（评论）

（评论）
(comments)

原始链接: https://news.ycombinator.com/item?id=41391822

在本文中，用户描述了在 Raspberry Pi Pico（一种紧凑型微控制器板）上使用 PIO 和 DMA 进行的实验。他们强调了使用这些技术进行快速以太网通信的好处，并指出能够以线路速度处理数据包，而不会给主 CPU 带来负担。用户注意到 Pico 包含一个 RP2040 片上系统 (SOC)，特别提到了其中的 PIO 功能。在接收端，它们利用每个数据包的中断来完成接收到的数据包，解决了以前与较大的文件数据包相比，系统以线速处理小语音数据包的速度较慢的问题。然而，他们建议实现一对 DMA 嗅探器来计算传输期间的校验和，从而减少消耗的处理能力。目前可以使用 PIO 执行此任务，尽管他们表示有兴趣提高此过程的效率。他们讨论了 Pico 功能的潜在应用，即充当附加的、功能较弱的微控制器的以太网控制器，并考虑将多个 Pico 组合起来以实现协作目的。此外，他们还探索利用这些功能创建轻量级 HTTP 服务器或逻辑分析器的可能性。最后，用户展示了他们关于传输速率和系统时钟速度的发现。传输速率似乎随着系统时钟频率的升高而非线性增加。该系统在 100 MHz 时的传输速率为 1.38 兆位/秒 (Mbit/s)，而在 200 MHz 时则达到 65.4 Mbit/s。他们预计新的 RP2350 SOC 会提高性能。

I just started playing around with PIO and DMA on a Pico, and it’s really fun just how much you can do on the chip without invoking the main CPU. For context, PIO is a mini-language you can program at the edge of the chip that can directly respond to and write to external IO. DMA allows you to tell the chip to send a signal based on data in memory, and can be programmed to loop or interrupt to limit re-invoking. The linked repo uses these heavily for its fast Ethernet communication.

"the Pico includes an RP2040 which is where the PIO runs" to me sounds like it implies either

- The original Pico was not built around the RP2040 as its central part ("includes" sounds to me like it was an addition)

- The Pico 2 includes a RP2040 (in addition to the RP2350) which runs PIO

Neither of which are true. I'm guessing some other people had a similar reaction.

> receive side uses a per-packet interrupt to finalize a received packet

This has made much faster systems not being able to process packets at line speed. A classic was that standard Gigabit network cards and contemporary CPUs were not able to process VoIP packets (which are tiny) at line speed, while they could easily download files (which are basically MTU-sized packets) at line speed.

Fortunately, the receive ISR isn't cracking packets, just calculating a checksum and passing the packet on to LWIP. I wish there were two DMA sniffers, so that the checksum could be calculated by the DMA engine(s), as that's where a lot of processor time is spent (event with a table driven CRC routine).

You can do it using PIO. I did that for emulating memory stick slave on rp2040. One PIO SM plus two dma channels with chained descriptors.
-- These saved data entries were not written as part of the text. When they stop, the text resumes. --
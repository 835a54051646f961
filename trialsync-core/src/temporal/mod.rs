// SPDX-FileCopyrightText: 2026 Mattia Egloff <mattia.egloff@pm.me>
//
// SPDX-License-Identifier: GPL-3.0-or-later

//! Temporal Validation
//!
//! Pure interval arithmetic for captured events: duration in whole minutes,
//! half-open overlap detection and future-dating checks.
//!
//! Instants are always interpreted in the UTC offset captured with the
//! event. The reference "now" comes from the capturing device through
//! [`Clock`], never from a server.

mod clock;

pub use clock::{Clock, FixedClock, SystemClock};

use std::fmt;

use thiserror::Error;
use time::{Date, OffsetDateTime, UtcOffset};

/// Which end of an interval failed a check.
#[derive(Debug, Clone, Copy, PartialEq, Eq)]
pub enum TimeField {
    Start,
    End,
}

impl fmt::Display for TimeField {
    fn fmt(&self, f: &mut fmt::Formatter<'_>) -> fmt::Result {
        match self {
            TimeField::Start => f.write_str("start time"),
            TimeField::End => f.write_str("end time"),
        }
    }
}

/// Temporal validation errors.
#[derive(Error, Debug, Clone, PartialEq, Eq)]
pub enum TemporalError {
    #[error("invalid interval: end {end} is not after start {start}")]
    InvalidInterval {
        start: OffsetDateTime,
        end: OffsetDateTime,
    },

    #[error("{field} {at} is later than the capture clock ({now})")]
    FutureDate {
        field: TimeField,
        at: OffsetDateTime,
        now: OffsetDateTime,
    },
}

/// A validated time span.
///
/// With an end the span is the half-open interval `[start, end)` and
/// `end > start` always holds. Without an end it is the single instant
/// `start`.
#[derive(Debug, Clone, Copy, PartialEq, Eq)]
pub struct Interval {
    start: OffsetDateTime,
    end: Option<OffsetDateTime>,
}

impl Interval {
    /// Builds an interval, rejecting an end that is not strictly after start.
    pub fn new(start: OffsetDateTime, end: Option<OffsetDateTime>) -> Result<Self, TemporalError> {
        if let Some(end) = end {
            if end <= start {
                return Err(TemporalError::InvalidInterval { start, end });
            }
        }
        Ok(Interval { start, end })
    }

    /// Rebuilds an interval from fields that were validated before they were
    /// persisted.
    pub(crate) fn from_stored(start: OffsetDateTime, end: Option<OffsetDateTime>) -> Self {
        Interval { start, end }
    }

    /// An instantaneous record at `at`.
    pub fn point(at: OffsetDateTime) -> Self {
        Interval {
            start: at,
            end: None,
        }
    }

    pub fn start(&self) -> OffsetDateTime {
        self.start
    }

    pub fn end(&self) -> Option<OffsetDateTime> {
        self.end
    }

    pub fn is_point(&self) -> bool {
        self.end.is_none()
    }
}

/// Returns `end - start` in whole minutes, or `None` without an end.
///
/// Rounds up: a trailing partial minute counts as a full minute. Truncating
/// would give a sub-minute episode a duration of zero, which the event log
/// refuses (`duration_minutes > 0`), and would under-report every episode
/// that did not end on a minute boundary.
pub fn duration_minutes(
    start: OffsetDateTime,
    end: Option<OffsetDateTime>,
) -> Result<Option<i64>, TemporalError> {
    let Some(end) = end else {
        return Ok(None);
    };
    if end <= start {
        return Err(TemporalError::InvalidInterval { start, end });
    }

    let seconds = (end - start).whole_seconds();
    Ok(Some((seconds + 59) / 60))
}

/// Returns true iff the two spans intersect.
///
/// Two intervals overlap when `[a.start, a.end)` and `[b.start, b.end)` share
/// an instant, so back-to-back records do not conflict. A point overlaps an
/// interval that contains it; two points overlap only when equal.
pub fn overlaps(existing: &Interval, candidate: &Interval) -> bool {
    match (existing.end, candidate.end) {
        (Some(existing_end), Some(candidate_end)) => {
            existing.start < candidate_end && candidate.start < existing_end
        }
        (None, Some(candidate_end)) => {
            candidate.start <= existing.start && existing.start < candidate_end
        }
        (Some(existing_end), None) => {
            existing.start <= candidate.start && candidate.start < existing_end
        }
        (None, None) => existing.start == candidate.start,
    }
}

/// Fails if either end of `interval` is strictly after `now`.
///
/// Both sides are projected into `offset`, the patient-local offset captured
/// with the event, so the verdict never depends on the caller's own zone.
pub fn reject_future_dated(
    interval: &Interval,
    offset: UtcOffset,
    now: OffsetDateTime,
) -> Result<(), TemporalError> {
    let now = now.to_offset(offset);

    let start = interval.start.to_offset(offset);
    if start > now {
        return Err(TemporalError::FutureDate {
            field: TimeField::Start,
            at: start,
            now,
        });
    }

    if let Some(end) = interval.end {
        let end = end.to_offset(offset);
        if end > now {
            return Err(TemporalError::FutureDate {
                field: TimeField::End,
                at: end,
                now,
            });
        }
    }

    Ok(())
}

/// The patient-local calendar date of `at`.
pub fn local_date(at: OffsetDateTime, offset: UtcOffset) -> Date {
    at.to_offset(offset).date()
}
XOR is achieved using any io reg you don’t need, with 0x3000 offset (manual mentions this as the XOR alias)

Luckily the RP2040 has a dualcore CPU so one core can be dedicated entirely to receiving the interrupts, passing it to user code on the other core via a FIFO or whatever else you fancy.

Why is the transfer rate non-linear with respect to the system clock? At 100 MHz the rate is 1.38 Mbit/s and at 200 Mhz it is 65.4 Mbit/s.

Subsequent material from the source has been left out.